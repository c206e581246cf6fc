use crate::error::ConfigError;
use config::{Config, Environment};
use serde::Deserialize;
use std::net::SocketAddr;
use std::path::PathBuf;
use std::time::Duration;

#[derive(Debug, Deserialize)]
pub struct ServerSettings {
    #[serde(default = "default_host")]
    pub host: String,
    #[serde(default = "default_port")]
    pub port: u16,
}

impl Default for ServerSettings {
    fn default() -> Self {
        Self {
            host: default_host(),
            port: default_port(),
        }
    }
}

impl ServerSettings {
    pub fn socket_addr(&self) -> Result<SocketAddr, ConfigError> {
        let address = format!("{}:{}", self.host, self.port);
        address
            .parse()
            .map_err(|_| ConfigError::InvalidAddress { address })
    }
}

#[derive(Debug, Deserialize)]
pub struct EngineSettings {
    /// Simulated transport latency of the disconnected engine
    #[serde(default = "default_latency_ms")]
    pub latency_ms: u64,
}

impl Default for EngineSettings {
    fn default() -> Self {
        Self {
            latency_ms: default_latency_ms(),
        }
    }
}

impl EngineSettings {
    pub fn latency(&self) -> Duration {
        Duration::from_millis(self.latency_ms)
    }
}

#[derive(Debug, Default, Deserialize)]
pub struct ProfileSettings {
    /// Profile file to hydrate sessions from, `~/.config/eduvane/profile.json` when unset
    #[serde(default)]
    pub path: Option<PathBuf>,
    /// Serve every session as a guest
    #[serde(default)]
    pub disabled: bool,
}

#[derive(Debug, Default, Deserialize)]
pub struct Settings {
    #[serde(default)]
    pub server: ServerSettings,
    #[serde(default)]
    pub engine: EngineSettings,
    #[serde(default)]
    pub profile: ProfileSettings,
}

impl Settings {
    pub fn new() -> Result<Self, ConfigError> {
        let config = Config::builder()
            .set_default("server.host", default_host())?
            .set_default("server.port", default_port())?
            .set_default("engine.latency_ms", default_latency_ms())?
            .add_source(
                Environment::with_prefix("EDUVANE")
                    .prefix_separator("_")
                    .separator("__")
                    .try_parsing(true),
            )
            .build()?;

        config.try_deserialize().map_err(|err| {
            tracing::debug!("Configuration error: {:?}", &err);
            ConfigError::Other(err)
        })
    }
}

fn default_host() -> String {
    "127.0.0.1".to_string()
}

fn default_port() -> u16 {
    3000
}

fn default_latency_ms() -> u64 {
    800
}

What the task asks
Every line holding the word "impl" should be copied out of the records above.

Expected output
impl Default for ServerSettings {
impl ServerSettings {
impl Default for EngineSettings {
impl EngineSettings {
impl Settings {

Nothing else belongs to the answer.